[Records provided Boundary: Start]

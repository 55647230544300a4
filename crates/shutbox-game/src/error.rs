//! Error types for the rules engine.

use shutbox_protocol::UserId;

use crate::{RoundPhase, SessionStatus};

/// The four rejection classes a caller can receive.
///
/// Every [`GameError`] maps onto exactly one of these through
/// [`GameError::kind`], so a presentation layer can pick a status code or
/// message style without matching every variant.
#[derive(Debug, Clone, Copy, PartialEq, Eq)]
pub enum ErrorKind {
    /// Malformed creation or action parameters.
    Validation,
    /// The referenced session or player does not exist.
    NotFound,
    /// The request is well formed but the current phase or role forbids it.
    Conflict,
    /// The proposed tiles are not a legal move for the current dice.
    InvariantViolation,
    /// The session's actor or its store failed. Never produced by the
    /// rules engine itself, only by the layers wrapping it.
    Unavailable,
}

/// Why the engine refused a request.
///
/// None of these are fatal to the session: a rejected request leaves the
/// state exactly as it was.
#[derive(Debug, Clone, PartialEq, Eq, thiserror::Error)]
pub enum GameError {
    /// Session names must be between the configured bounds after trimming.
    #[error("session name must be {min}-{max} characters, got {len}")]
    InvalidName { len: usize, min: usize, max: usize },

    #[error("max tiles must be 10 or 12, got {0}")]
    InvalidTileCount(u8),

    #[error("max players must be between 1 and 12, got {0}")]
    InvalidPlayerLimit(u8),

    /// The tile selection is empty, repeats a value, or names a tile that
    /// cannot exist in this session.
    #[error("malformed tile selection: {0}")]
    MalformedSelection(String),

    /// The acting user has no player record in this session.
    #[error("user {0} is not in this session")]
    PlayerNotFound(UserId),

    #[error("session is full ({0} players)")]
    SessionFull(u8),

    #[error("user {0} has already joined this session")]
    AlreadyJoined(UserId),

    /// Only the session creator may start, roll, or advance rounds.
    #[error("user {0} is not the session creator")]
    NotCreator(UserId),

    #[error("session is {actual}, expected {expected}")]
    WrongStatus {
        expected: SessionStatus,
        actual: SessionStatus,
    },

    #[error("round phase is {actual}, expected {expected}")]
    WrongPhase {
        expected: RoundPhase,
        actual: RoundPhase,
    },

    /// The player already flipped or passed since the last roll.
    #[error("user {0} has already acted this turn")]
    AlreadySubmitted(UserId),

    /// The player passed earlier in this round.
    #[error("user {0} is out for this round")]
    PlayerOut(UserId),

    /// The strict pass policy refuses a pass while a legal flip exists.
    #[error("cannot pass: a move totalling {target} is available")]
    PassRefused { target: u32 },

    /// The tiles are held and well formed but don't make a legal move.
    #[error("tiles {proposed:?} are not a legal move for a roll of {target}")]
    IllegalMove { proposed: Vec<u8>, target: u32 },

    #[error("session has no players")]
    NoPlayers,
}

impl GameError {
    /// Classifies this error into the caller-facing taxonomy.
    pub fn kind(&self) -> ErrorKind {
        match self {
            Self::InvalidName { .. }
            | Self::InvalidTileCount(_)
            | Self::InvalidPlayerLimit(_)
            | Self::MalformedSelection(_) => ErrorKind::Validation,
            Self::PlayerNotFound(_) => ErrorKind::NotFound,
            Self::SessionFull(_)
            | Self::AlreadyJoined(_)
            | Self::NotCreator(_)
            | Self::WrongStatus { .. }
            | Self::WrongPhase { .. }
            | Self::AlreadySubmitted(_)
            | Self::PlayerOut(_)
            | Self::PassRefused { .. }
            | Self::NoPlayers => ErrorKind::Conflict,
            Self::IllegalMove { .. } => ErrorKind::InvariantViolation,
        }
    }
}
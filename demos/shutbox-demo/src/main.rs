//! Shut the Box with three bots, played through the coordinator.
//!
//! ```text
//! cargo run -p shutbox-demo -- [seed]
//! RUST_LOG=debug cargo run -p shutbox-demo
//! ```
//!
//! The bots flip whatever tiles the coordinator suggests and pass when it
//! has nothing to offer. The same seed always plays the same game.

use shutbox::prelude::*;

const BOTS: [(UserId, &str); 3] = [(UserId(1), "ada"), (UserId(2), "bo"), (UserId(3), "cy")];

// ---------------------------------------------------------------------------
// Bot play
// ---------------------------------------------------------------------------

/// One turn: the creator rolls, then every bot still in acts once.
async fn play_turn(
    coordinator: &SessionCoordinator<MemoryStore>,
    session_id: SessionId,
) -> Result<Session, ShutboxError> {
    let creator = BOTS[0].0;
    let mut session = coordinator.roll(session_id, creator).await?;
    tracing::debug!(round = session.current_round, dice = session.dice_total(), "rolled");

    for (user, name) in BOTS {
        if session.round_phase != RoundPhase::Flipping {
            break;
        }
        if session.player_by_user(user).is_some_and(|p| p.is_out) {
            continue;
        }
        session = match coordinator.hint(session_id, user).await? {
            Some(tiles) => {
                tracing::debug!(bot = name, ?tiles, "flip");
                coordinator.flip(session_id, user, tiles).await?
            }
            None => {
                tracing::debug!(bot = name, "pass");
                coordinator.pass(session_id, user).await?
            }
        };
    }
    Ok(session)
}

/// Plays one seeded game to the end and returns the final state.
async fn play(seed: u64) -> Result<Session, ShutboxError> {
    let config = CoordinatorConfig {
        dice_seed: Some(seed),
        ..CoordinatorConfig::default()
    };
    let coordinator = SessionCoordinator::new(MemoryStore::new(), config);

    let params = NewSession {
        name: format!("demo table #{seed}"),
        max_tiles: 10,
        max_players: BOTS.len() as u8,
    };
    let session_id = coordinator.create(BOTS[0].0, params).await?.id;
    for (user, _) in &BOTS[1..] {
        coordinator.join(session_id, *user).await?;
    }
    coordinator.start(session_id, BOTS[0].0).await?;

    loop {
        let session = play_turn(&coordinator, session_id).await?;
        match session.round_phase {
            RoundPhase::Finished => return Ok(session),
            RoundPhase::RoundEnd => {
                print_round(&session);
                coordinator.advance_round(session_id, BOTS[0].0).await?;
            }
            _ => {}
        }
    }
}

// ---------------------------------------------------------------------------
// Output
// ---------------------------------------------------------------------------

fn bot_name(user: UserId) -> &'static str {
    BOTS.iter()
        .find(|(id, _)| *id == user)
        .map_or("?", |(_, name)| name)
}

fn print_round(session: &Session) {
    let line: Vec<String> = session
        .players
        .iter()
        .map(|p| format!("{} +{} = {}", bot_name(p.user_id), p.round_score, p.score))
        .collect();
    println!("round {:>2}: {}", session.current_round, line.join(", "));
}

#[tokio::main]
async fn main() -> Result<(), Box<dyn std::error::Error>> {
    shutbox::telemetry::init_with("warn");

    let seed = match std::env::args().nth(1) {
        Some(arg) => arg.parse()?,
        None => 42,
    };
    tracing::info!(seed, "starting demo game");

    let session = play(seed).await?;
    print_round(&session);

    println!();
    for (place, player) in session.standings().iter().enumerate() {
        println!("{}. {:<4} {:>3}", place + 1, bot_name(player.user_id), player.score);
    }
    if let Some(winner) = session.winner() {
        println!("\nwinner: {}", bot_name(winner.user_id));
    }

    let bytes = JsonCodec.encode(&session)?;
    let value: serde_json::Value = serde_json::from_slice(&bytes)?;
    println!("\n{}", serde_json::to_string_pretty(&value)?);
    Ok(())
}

[Records provided Boundary: End]

_Exercise:_ Copy out each line of the data containing the string "format".

_Solution for this problem:_
        name: format!("demo table #{seed}"),
        .map(|p| format!("{} +{} = {}", bot_name(p.user_id), p.round_score, p.score))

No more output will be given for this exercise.